── PROVIDED ENTRIES

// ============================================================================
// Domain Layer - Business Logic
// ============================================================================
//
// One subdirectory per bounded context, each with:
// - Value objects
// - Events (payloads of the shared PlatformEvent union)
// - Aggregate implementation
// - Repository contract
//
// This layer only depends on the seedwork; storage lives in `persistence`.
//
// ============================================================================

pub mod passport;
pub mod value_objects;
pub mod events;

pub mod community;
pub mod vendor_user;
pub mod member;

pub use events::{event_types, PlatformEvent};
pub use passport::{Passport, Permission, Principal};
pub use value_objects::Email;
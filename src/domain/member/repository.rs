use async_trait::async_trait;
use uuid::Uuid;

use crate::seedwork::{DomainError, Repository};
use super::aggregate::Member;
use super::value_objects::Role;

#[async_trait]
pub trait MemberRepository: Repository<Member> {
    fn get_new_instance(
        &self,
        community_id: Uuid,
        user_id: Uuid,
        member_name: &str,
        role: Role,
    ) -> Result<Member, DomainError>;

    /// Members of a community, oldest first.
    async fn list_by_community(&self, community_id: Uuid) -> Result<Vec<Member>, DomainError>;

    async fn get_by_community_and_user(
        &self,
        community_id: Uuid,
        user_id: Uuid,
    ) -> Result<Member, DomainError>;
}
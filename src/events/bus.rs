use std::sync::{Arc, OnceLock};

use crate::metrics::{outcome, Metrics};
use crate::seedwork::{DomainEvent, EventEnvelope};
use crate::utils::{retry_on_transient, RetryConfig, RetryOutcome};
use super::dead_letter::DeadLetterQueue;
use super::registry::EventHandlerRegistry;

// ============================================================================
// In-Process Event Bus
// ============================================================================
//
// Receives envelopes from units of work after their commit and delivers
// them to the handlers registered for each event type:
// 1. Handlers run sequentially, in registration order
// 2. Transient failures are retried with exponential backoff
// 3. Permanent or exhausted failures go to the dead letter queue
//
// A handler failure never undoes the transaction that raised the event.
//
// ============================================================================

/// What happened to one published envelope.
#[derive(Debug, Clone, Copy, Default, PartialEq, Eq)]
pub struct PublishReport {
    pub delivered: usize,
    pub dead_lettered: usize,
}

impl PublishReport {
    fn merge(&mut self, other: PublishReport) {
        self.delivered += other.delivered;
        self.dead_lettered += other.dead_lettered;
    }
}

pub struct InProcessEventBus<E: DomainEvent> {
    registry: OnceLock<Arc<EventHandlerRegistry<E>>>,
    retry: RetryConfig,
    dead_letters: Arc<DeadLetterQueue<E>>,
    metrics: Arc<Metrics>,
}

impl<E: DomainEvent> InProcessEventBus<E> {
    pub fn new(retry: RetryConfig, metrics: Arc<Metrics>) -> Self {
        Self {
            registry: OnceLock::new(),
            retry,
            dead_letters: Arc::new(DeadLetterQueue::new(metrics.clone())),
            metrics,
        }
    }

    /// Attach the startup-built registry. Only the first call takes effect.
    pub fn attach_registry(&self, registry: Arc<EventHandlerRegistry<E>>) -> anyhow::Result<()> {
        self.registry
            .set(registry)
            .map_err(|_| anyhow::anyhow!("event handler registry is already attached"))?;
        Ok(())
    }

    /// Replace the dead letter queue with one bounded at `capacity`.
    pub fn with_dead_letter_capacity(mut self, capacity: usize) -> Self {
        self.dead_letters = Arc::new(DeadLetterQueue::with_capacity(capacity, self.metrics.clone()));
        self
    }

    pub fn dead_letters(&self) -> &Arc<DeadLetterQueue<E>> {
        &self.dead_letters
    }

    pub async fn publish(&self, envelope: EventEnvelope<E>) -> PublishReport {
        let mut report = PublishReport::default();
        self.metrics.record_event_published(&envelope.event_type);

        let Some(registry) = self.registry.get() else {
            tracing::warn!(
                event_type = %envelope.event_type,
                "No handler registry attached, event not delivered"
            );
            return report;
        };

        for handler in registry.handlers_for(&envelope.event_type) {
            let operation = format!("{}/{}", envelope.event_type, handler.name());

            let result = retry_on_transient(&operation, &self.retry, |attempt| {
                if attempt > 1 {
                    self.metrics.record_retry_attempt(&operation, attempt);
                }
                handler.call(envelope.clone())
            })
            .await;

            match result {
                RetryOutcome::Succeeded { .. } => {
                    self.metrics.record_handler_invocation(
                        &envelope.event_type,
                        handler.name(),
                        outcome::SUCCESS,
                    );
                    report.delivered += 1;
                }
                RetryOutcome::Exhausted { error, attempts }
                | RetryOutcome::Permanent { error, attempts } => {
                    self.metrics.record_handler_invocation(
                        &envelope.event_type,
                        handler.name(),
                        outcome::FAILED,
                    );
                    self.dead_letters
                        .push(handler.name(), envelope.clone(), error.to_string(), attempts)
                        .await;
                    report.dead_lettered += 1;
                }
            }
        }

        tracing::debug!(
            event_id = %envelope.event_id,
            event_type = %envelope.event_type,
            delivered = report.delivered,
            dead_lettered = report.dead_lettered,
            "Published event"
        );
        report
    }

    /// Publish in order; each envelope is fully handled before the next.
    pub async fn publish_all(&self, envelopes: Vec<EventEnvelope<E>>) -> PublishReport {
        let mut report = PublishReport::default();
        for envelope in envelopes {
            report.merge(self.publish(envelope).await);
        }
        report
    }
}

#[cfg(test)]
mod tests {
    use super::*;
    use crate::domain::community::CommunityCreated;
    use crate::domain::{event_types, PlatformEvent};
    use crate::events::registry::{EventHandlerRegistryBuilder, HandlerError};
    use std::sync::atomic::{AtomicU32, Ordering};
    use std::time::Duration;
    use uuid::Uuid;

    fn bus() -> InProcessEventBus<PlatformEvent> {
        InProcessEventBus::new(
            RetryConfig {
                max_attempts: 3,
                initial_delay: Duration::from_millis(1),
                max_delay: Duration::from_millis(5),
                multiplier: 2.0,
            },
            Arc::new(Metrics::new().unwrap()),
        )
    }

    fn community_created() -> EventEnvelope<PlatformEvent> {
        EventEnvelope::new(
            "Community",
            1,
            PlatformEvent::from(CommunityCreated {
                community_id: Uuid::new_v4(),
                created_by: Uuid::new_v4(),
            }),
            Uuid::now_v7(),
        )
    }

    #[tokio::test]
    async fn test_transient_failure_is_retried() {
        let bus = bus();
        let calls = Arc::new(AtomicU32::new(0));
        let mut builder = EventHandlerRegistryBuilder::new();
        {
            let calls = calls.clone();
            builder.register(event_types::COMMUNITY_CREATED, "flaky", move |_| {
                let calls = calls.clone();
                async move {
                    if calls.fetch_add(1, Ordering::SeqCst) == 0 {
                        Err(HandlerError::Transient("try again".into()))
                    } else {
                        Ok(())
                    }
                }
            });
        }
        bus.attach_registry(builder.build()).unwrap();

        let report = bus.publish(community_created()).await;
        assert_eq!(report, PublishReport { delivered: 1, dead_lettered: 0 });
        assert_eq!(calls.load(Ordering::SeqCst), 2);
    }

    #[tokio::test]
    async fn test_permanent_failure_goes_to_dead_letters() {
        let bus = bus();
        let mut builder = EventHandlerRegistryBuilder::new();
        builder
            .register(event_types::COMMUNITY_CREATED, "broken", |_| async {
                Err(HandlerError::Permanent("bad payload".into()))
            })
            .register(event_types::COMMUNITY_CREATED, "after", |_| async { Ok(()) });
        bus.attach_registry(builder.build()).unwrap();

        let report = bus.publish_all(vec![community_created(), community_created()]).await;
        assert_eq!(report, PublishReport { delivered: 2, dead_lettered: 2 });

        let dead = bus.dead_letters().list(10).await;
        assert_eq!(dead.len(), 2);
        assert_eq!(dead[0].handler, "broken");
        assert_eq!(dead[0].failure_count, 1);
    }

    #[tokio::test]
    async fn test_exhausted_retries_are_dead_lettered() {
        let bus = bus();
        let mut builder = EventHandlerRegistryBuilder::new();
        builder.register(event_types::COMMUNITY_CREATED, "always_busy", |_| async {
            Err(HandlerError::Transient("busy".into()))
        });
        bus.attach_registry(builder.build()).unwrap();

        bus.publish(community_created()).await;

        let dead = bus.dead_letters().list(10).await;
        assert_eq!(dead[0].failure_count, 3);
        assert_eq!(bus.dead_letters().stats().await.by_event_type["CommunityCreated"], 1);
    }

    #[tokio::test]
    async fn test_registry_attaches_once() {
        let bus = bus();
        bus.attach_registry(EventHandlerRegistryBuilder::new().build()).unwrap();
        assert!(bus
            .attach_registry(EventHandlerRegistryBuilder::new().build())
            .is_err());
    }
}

────

■ **WHAT YOU ARE ASKED TO DO**:
I'd like the number of lines in the listing above that contain the string "failures", and only the number.

■ **OUTPUT OF THE TASK**:
2